[Dataset records]
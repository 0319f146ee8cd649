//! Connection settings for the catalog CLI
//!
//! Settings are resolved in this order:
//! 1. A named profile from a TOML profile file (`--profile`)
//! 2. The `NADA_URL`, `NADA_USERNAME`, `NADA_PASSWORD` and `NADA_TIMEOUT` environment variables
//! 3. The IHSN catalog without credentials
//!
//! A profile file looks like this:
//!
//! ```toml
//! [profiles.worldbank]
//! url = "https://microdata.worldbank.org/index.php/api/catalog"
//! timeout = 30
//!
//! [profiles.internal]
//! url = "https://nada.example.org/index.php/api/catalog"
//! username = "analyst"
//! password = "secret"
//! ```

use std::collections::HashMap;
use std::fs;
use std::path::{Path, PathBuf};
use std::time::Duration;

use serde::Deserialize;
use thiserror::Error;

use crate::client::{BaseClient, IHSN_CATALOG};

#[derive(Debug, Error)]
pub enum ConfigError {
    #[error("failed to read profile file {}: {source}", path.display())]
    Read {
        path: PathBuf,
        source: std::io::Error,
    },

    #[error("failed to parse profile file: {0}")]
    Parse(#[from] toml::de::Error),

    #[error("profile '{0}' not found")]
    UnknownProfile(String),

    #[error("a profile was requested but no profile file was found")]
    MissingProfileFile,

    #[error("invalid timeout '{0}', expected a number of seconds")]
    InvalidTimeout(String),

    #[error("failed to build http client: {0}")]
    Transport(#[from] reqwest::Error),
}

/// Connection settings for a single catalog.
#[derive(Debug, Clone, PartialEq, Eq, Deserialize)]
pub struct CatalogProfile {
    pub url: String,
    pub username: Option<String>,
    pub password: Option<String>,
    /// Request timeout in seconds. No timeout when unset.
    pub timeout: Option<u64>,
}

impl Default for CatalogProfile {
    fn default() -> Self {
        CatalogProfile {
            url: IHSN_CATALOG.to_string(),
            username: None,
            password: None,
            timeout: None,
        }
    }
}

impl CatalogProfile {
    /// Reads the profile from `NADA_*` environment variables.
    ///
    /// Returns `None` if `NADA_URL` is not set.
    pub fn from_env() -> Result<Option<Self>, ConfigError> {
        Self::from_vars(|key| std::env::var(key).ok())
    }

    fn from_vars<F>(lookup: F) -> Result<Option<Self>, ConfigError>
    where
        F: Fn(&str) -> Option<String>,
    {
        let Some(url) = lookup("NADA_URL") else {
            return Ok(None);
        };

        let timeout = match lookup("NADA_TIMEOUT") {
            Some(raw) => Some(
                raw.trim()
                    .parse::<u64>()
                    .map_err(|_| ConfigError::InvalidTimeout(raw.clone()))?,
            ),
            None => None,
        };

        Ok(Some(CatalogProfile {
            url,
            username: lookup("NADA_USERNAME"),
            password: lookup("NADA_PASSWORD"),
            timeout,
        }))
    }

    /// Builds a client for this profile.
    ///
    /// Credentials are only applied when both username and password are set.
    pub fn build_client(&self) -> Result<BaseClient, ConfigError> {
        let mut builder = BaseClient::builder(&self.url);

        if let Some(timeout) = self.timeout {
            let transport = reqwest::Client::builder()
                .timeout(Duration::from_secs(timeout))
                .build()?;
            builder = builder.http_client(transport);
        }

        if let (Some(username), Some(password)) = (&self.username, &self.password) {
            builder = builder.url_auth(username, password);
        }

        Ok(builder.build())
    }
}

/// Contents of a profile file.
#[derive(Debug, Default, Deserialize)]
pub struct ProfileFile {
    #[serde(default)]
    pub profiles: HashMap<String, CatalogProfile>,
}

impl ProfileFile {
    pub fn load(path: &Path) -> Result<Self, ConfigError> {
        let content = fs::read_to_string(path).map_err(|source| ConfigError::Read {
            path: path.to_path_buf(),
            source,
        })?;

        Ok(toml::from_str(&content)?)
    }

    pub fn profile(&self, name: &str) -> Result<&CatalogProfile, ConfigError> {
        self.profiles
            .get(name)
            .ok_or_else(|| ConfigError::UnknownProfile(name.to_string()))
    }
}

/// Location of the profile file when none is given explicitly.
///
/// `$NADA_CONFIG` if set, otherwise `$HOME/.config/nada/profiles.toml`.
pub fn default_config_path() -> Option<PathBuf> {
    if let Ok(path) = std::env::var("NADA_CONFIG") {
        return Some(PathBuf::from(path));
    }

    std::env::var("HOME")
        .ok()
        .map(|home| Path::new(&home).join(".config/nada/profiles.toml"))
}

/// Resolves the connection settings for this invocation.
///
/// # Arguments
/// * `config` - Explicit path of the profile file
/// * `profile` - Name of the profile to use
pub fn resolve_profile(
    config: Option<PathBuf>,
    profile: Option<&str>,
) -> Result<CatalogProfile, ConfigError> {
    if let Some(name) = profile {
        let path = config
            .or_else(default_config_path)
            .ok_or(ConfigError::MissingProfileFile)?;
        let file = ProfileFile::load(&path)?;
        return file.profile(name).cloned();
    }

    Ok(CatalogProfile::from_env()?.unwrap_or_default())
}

● Your objective:
Copy out each record exactly as given, omitting none.

● Answer to this problem:
repository 0319f146ee8cd649
//! Connection settings for the catalog CLI
//!
//! Settings are resolved in this order:
//! 1. A named profile from a TOML profile file (`--profile`)
//! 2. The `NADA_URL`, `NADA_USERNAME`, `NADA_PASSWORD` and `NADA_TIMEOUT` environment variables
//! 3. The IHSN catalog without credentials
//!
//! A profile file looks like this:
//!
//! ```toml
//! [profiles.worldbank]
//! url = "https://microdata.worldbank.org/index.php/api/catalog"
//! timeout = 30
//!
//! [profiles.internal]
//! url = "https://nada.example.org/index.php/api/catalog"
//! username = "analyst"
//! password = "secret"
//! ```

use std::collections::HashMap;
use std::fs;
use std::path::{Path, PathBuf};
use std::time::Duration;

use serde::Deserialize;
use thiserror::Error;

use crate::client::{BaseClient, IHSN_CATALOG};

#[derive(Debug, Error)]
pub enum ConfigError {
    #[error("failed to read profile file {}: {source}", path.display())]
    Read {
        path: PathBuf,
        source: std::io::Error,
    },

    #[error("failed to parse profile file: {0}")]
    Parse(#[from] toml::de::Error),

    #[error("profile '{0}' not found")]
    UnknownProfile(String),

    #[error("a profile was requested but no profile file was found")]
    MissingProfileFile,

    #[error("invalid timeout '{0}', expected a number of seconds")]
    InvalidTimeout(String),

    #[error("failed to build http client: {0}")]
    Transport(#[from] reqwest::Error),
}

/// Connection settings for a single catalog.
#[derive(Debug, Clone, PartialEq, Eq, Deserialize)]
pub struct CatalogProfile {
    pub url: String,
    pub username: Option<String>,
    pub password: Option<String>,
    /// Request timeout in seconds. No timeout when unset.
    pub timeout: Option<u64>,
}

impl Default for CatalogProfile {
    fn default() -> Self {
        CatalogProfile {
            url: IHSN_CATALOG.to_string(),
            username: None,
            password: None,
            timeout: None,
        }
    }
}

impl CatalogProfile {
    /// Reads the profile from `NADA_*` environment variables.
    ///
    /// Returns `None` if `NADA_URL` is not set.
    pub fn from_env() -> Result<Option<Self>, ConfigError> {
        Self::from_vars(|key| std::env::var(key).ok())
    }

    fn from_vars<F>(lookup: F) -> Result<Option<Self>, ConfigError>
    where
        F: Fn(&str) -> Option<String>,
    {
        let Some(url) = lookup("NADA_URL") else {
            return Ok(None);
        };

        let timeout = match lookup("NADA_TIMEOUT") {
            Some(raw) => Some(
                raw.trim()
                    .parse::<u64>()
                    .map_err(|_| ConfigError::InvalidTimeout(raw.clone()))?,
            ),
            None => None,
        };

        Ok(Some(CatalogProfile {
            url,
            username: lookup("NADA_USERNAME"),
            password: lookup("NADA_PASSWORD"),
            timeout,
        }))
    }

    /// Builds a client for this profile.
    ///
    /// Credentials are only applied when both username and password are set.
    pub fn build_client(&self) -> Result<BaseClient, ConfigError> {
        let mut builder = BaseClient::builder(&self.url);

        if let Some(timeout) = self.timeout {
            let transport = reqwest::Client::builder()
                .timeout(Duration::from_secs(timeout))
                .build()?;
            builder = builder.http_client(transport);
        }

        if let (Some(username), Some(password)) = (&self.username, &self.password) {
            builder = builder.url_auth(username, password);
        }

        Ok(builder.build())
    }
}

/// Contents of a profile file.
#[derive(Debug, Default, Deserialize)]
pub struct ProfileFile {
    #[serde(default)]
    pub profiles: HashMap<String, CatalogProfile>,
}

impl ProfileFile {
    pub fn load(path: &Path) -> Result<Self, ConfigError> {
        let content = fs::read_to_string(path).map_err(|source| ConfigError::Read {
            path: path.to_path_buf(),
            source,
        })?;

        Ok(toml::from_str(&content)?)
    }

    pub fn profile(&self, name: &str) -> Result<&CatalogProfile, ConfigError> {
        self.profiles
            .get(name)
            .ok_or_else(|| ConfigError::UnknownProfile(name.to_string()))
    }
}

/// Location of the profile file when none is given explicitly.
///
/// `$NADA_CONFIG` if set, otherwise `$HOME/.config/nada/profiles.toml`.
pub fn default_config_path() -> Option<PathBuf> {
    if let Ok(path) = std::env::var("NADA_CONFIG") {
        return Some(PathBuf::from(path));
    }

    std::env::var("HOME")
        .ok()
        .map(|home| Path::new(&home).join(".config/nada/profiles.toml"))
}

/// Resolves the connection settings for this invocation.
///
/// # Arguments
/// * `config` - Explicit path of the profile file
/// * `profile` - Name of the profile to use
pub fn resolve_profile(
    config: Option<PathBuf>,
    profile: Option<&str>,
) -> Result<CatalogProfile, ConfigError> {
    if let Some(name) = profile {
        let path = config
            .or_else(default_config_path)
            .ok_or(ConfigError::MissingProfileFile)?;
        let file = ProfileFile::load(&path)?;
        return file.profile(name).cloned();
    }

    Ok(CatalogProfile::from_env()?.unwrap_or_default())
}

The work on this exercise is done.